━━━ DATA FOR THIS EXERCISE ━━━
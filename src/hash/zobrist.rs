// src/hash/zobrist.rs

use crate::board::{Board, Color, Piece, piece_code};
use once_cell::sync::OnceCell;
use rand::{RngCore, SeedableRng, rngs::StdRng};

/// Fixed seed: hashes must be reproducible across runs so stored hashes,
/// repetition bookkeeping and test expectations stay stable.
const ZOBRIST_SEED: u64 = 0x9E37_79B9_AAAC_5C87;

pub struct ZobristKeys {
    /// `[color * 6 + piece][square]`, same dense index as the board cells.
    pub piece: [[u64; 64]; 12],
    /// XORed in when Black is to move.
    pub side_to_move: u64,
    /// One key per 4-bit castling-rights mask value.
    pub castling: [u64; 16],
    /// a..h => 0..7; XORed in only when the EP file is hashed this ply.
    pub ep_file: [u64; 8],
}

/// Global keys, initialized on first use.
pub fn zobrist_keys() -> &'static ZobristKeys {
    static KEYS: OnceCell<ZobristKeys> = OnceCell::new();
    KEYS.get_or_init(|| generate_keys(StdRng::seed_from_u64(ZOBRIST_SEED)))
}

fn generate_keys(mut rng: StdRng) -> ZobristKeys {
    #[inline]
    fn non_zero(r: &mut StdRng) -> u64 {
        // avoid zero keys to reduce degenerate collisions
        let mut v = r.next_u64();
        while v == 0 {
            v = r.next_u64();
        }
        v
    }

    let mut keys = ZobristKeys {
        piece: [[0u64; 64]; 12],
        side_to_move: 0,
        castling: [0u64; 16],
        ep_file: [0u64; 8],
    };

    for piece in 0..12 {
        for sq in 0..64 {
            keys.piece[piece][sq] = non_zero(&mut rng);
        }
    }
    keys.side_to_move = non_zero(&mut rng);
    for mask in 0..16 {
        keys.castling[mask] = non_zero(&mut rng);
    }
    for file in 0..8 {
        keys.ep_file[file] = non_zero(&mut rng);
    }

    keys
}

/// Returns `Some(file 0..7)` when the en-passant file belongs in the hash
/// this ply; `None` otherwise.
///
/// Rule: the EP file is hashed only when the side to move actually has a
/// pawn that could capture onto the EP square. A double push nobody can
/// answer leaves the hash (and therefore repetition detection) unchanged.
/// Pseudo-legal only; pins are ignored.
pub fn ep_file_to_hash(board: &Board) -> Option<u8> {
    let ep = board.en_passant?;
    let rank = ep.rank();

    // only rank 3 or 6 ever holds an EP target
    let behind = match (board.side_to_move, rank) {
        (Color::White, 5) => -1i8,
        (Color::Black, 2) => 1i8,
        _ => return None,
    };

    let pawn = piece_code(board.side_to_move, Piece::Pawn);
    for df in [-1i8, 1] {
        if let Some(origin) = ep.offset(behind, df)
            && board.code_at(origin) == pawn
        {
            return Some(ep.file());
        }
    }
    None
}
━━━
━━━ DATA FOR THIS EXERCISE ━━━
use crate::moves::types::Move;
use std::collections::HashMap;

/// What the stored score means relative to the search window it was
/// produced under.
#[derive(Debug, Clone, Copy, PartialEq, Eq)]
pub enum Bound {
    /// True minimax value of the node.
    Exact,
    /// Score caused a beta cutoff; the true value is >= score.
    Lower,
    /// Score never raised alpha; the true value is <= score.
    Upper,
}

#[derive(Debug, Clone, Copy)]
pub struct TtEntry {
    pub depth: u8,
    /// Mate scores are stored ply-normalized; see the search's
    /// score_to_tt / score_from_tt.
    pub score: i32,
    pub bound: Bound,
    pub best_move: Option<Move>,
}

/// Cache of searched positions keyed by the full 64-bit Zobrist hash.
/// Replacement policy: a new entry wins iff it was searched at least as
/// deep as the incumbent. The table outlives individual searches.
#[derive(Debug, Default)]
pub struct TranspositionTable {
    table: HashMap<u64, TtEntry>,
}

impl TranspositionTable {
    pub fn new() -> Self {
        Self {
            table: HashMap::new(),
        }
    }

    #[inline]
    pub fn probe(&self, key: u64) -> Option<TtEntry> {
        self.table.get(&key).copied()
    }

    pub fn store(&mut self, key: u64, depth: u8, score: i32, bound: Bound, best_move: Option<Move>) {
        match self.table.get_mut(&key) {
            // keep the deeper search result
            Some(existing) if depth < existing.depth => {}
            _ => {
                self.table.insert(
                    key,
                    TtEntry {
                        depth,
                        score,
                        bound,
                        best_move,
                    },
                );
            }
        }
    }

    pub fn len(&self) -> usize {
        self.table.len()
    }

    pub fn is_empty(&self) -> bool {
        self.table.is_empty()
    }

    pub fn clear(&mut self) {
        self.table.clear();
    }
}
━━━
WHAT THE EXERCISE ASKS:
One number is the full answer: how many lines of the records include the string "Copy".

TASK OUTPUT:
2